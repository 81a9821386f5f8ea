//! Layered configuration for the thumbyard job.
//!
//! Sources, later wins:
//! 1. A TOML file: either the path given on the command line, a
//!    `thumbyard.toml` in the working directory, or the platform config
//!    directory (`~/.config/thumbyard/config.toml` on Linux).
//! 2. Environment variables prefixed with `THUMBYARD_`, using `__` as the
//!    section separator (`THUMBYARD_YOUTUBE__API_KEY`, `THUMBYARD_REMOTE__BUCKET`).
//!
//! The job runs headless from a scheduler, so everything has a default
//! except the credentials it cannot invent.

pub mod error;

use crate::error::{ErrorKind, Result};
use figment::Figment;
use figment::providers::{Env, Format, Toml};
use serde::Deserialize;
use std::path::{Path, PathBuf};
use tracing::debug;

/// Environment variable prefix for all configuration overrides.
pub const ENV_PREFIX: &str = "THUMBYARD_";
/// Config file looked for in the working directory.
pub const LOCAL_FILE: &str = "thumbyard.toml";

const VIDEO_DURATIONS: [&str; 4] = ["any", "short", "medium", "long"];

#[derive(Debug, Clone, Default, Deserialize)]
pub struct Config {
    #[serde(default)]
    pub youtube: YoutubeConfig,
    #[serde(default)]
    pub collect: CollectConfig,
    #[serde(default)]
    pub dataset: DatasetConfig,
    /// Absent remote means a local-only run: collect and rotate, skip publish.
    #[serde(default)]
    pub remote: Option<RemoteConfig>,
}

/// Credentials and search scope for the YouTube Data API v3.
#[derive(Debug, Clone, Deserialize)]
pub struct YoutubeConfig {
    #[serde(default)]
    pub api_key: String,
    /// Region codes cycled across categories to spread the search.
    #[serde(default = "default_regions")]
    pub regions: Vec<String>,
}

/// Candidate-selection knobs, mirroring the collector's filters.
#[derive(Debug, Clone, Deserialize)]
pub struct CollectConfig {
    #[serde(default = "default_days_ago")]
    pub days_ago: u32,
    #[serde(default = "default_videos_per_category")]
    pub videos_per_category: usize,
    #[serde(default = "default_min_views")]
    pub min_views: u64,
    #[serde(default = "default_min_subscribers")]
    pub min_subscribers: u64,
    #[serde(default = "default_min_duration_seconds")]
    pub min_duration_seconds: u64,
    /// One of `any`, `short`, `medium`, `long` (YouTube search classes).
    #[serde(default = "default_video_duration")]
    pub video_duration: String,
}

/// Where the working dataset tree lives and when it rotates.
#[derive(Debug, Clone, Deserialize)]
pub struct DatasetConfig {
    #[serde(default = "default_dataset_root")]
    pub root: PathBuf,
    #[serde(default = "default_batch_limit")]
    pub batch_limit: usize,
}

/// S3-compatible bucket the dataset is mirrored to.
#[derive(Debug, Clone, Deserialize)]
pub struct RemoteConfig {
    pub bucket: String,
    #[serde(default = "default_remote_region")]
    pub region: String,
    /// Custom endpoint for S3-compatible providers (R2, B2, MinIO).
    #[serde(default)]
    pub endpoint: Option<String>,
    #[serde(default)]
    pub key_id: String,
    #[serde(default)]
    pub key_secret: String,
    #[serde(default)]
    pub prefix: Option<String>,
}

fn default_regions() -> Vec<String> {
    vec!["US".to_string(), "GB".to_string(), "DE".to_string()]
}
fn default_days_ago() -> u32 {
    7
}
fn default_videos_per_category() -> usize {
    5
}
fn default_min_views() -> u64 {
    100
}
fn default_min_subscribers() -> u64 {
    10_000
}
fn default_min_duration_seconds() -> u64 {
    60
}
fn default_video_duration() -> String {
    "medium".to_string()
}
fn default_dataset_root() -> PathBuf {
    PathBuf::from("./data")
}
fn default_batch_limit() -> usize {
    500
}
fn default_remote_region() -> String {
    // R2 ignores the region; the SDK still requires one.
    "auto".to_string()
}

impl Default for YoutubeConfig {
    fn default() -> Self {
        Self {
            api_key: String::new(),
            regions: default_regions(),
        }
    }
}
impl Default for CollectConfig {
    fn default() -> Self {
        Self {
            days_ago: default_days_ago(),
            videos_per_category: default_videos_per_category(),
            min_views: default_min_views(),
            min_subscribers: default_min_subscribers(),
            min_duration_seconds: default_min_duration_seconds(),
            video_duration: default_video_duration(),
        }
    }
}
impl Default for DatasetConfig {
    fn default() -> Self {
        Self {
            root: default_dataset_root(),
            batch_limit: default_batch_limit(),
        }
    }
}

impl Config {
    /// Load configuration from the layered sources.
    ///
    /// `file` overrides config-file discovery entirely when given; discovery
    /// otherwise prefers a `thumbyard.toml` next to the process over the
    /// platform config directory.
    pub fn load(file: Option<&Path>) -> Result<Self> {
        let mut figment = Figment::new();
        if let Some(file) = file.map(Path::to_path_buf).or_else(discover_file) {
            debug!(file = %file.display(), "reading config file");
            figment = figment.merge(Toml::file(file));
        }
        let config: Config =
            figment.merge(Env::prefixed(ENV_PREFIX).split("__")).extract().map_err(ErrorKind::Load)?;
        config.validate()?;
        Ok(config)
    }

    /// Semantic checks figment cannot express.
    pub fn validate(&self) -> Result<()> {
        if self.youtube.api_key.trim().is_empty() {
            exn::bail!(invalid("youtube.api_key must be set (THUMBYARD_YOUTUBE__API_KEY)"));
        }
        if self.youtube.regions.is_empty() {
            exn::bail!(invalid("youtube.regions must not be empty"));
        }
        if self.collect.days_ago == 0 {
            exn::bail!(invalid("collect.days_ago must be at least 1"));
        }
        if self.collect.videos_per_category == 0 {
            exn::bail!(invalid("collect.videos_per_category must be at least 1"));
        }
        if !VIDEO_DURATIONS.contains(&self.collect.video_duration.as_str()) {
            exn::bail!(invalid("collect.video_duration must be one of: any, short, medium, long"));
        }
        if self.dataset.batch_limit == 0 {
            exn::bail!(invalid("dataset.batch_limit must be at least 1"));
        }
        if let Some(remote) = &self.remote {
            if remote.bucket.trim().is_empty() {
                exn::bail!(invalid("remote.bucket must be set when [remote] is present"));
            }
            if remote.key_id.trim().is_empty() || remote.key_secret.trim().is_empty() {
                exn::bail!(invalid("remote.key_id and remote.key_secret must be set when [remote] is present"));
            }
        }
        Ok(())
    }
}

fn invalid(message: &str) -> ErrorKind {
    ErrorKind::Validation(message.to_string())
}

fn discover_file() -> Option<PathBuf> {
    let local = PathBuf::from(LOCAL_FILE);
    if local.is_file() {
        return Some(local);
    }
    directories::ProjectDirs::from("", "", "thumbyard")
        .map(|dirs| dirs.config_dir().join("config.toml"))
        .filter(|path| path.is_file())
}

#[cfg(test)]
mod tests {
    use super::*;
    use rstest::rstest;

    fn minimal() -> Config {
        Config {
            youtube: YoutubeConfig {
                api_key: "AIzaSyTestKey".to_string(),
                ..YoutubeConfig::default()
            },
            ..Config::default()
        }
    }

    #[test]
    fn test_defaults() {
        let config = Config::default();
        assert_eq!(config.collect.days_ago, 7);
        assert_eq!(config.collect.videos_per_category, 5);
        assert_eq!(config.dataset.batch_limit, 500);
        assert_eq!(config.dataset.root, PathBuf::from("./data"));
        assert!(config.remote.is_none());
    }

    #[test]
    fn test_validate_accepts_minimal() {
        assert!(minimal().validate().is_ok());
    }

    #[test]
    fn test_validate_requires_api_key() {
        let config = Config::default();
        assert!(config.validate().is_err());
    }

    #[rstest]
    #[case("any", true)]
    #[case("short", true)]
    #[case("medium", true)]
    #[case("long", true)]
    #[case("feature-length", false)]
    #[case("", false)]
    fn test_validate_video_duration(#[case] duration: &str, #[case] ok: bool) {
        let mut config = minimal();
        config.collect.video_duration = duration.to_string();
        assert_eq!(config.validate().is_ok(), ok);
    }

    #[test]
    fn test_validate_rejects_zero_batch_limit() {
        let mut config = minimal();
        config.dataset.batch_limit = 0;
        assert!(config.validate().is_err());
    }

    #[test]
    fn test_validate_rejects_empty_remote_credentials() {
        let mut config = minimal();
        config.remote = Some(RemoteConfig {
            bucket: "thumbnails".to_string(),
            region: default_remote_region(),
            endpoint: None,
            key_id: String::new(),
            key_secret: String::new(),
            prefix: None,
        });
        assert!(config.validate().is_err());
    }

    #[test]
    fn test_load_from_toml_file() {
        let dir = tempfile::tempdir().unwrap();
        let file = dir.path().join("thumbyard.toml");
        std::fs::write(
            &file,
            r#"
            [youtube]
            api_key = "AIzaSyFromFile"

            [collect]
            days_ago = 3
            videos_per_category = 2

            [dataset]
            batch_limit = 10

            [remote]
            bucket = "thumbnails"
            key_id = "id"
            key_secret = "secret"
            endpoint = "https://example.r2.cloudflarestorage.com"
            "#,
        )
        .unwrap();
        let config = Config::load(Some(&file)).unwrap();
        assert_eq!(config.youtube.api_key, "AIzaSyFromFile");
        assert_eq!(config.collect.days_ago, 3);
        assert_eq!(config.collect.videos_per_category, 2);
        assert_eq!(config.dataset.batch_limit, 10);
        let remote = config.remote.unwrap();
        assert_eq!(remote.bucket, "thumbnails");
        assert_eq!(remote.region, "auto");
    }

    #[test]
    fn test_env_overrides_file() {
        figment::Jail::expect_with(|jail| {
            jail.create_file(
                "thumbyard.toml",
                r#"
                [youtube]
                api_key = "AIzaSyFromFile"

                [collect]
                days_ago = 3
                "#,
            )?;
            jail.set_env("THUMBYARD_YOUTUBE__API_KEY", "AIzaSyFromEnv");
            jail.set_env("THUMBYARD_COLLECT__DAYS_AGO", "14");
            let config = Config::load(Some(Path::new("thumbyard.toml"))).expect("config should load");
            assert_eq!(config.youtube.api_key, "AIzaSyFromEnv");
            assert_eq!(config.collect.days_ago, 14);
            Ok(())
        });
    }

    #[test]
    fn test_env_only() {
        figment::Jail::expect_with(|jail| {
            jail.set_env("THUMBYARD_YOUTUBE__API_KEY", "AIzaSyEnvOnly");
            let config = Config::load(None).expect("config should load");
            assert_eq!(config.youtube.api_key, "AIzaSyEnvOnly");
            assert_eq!(config.collect.days_ago, 7);
            Ok(())
        });
    }

    #[test]
    fn test_load_fails_validation_without_key() {
        figment::Jail::expect_with(|jail| {
            jail.set_env("THUMBYARD_COLLECT__DAYS_AGO", "2");
            assert!(Config::load(None).is_err());
            Ok(())
        });
    }
}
::::::::::
ABOUT THIS TASK = Reply with only the number of lines in the entries that hold the word "join".

ANSWER FOR THIS EXERCISE = 2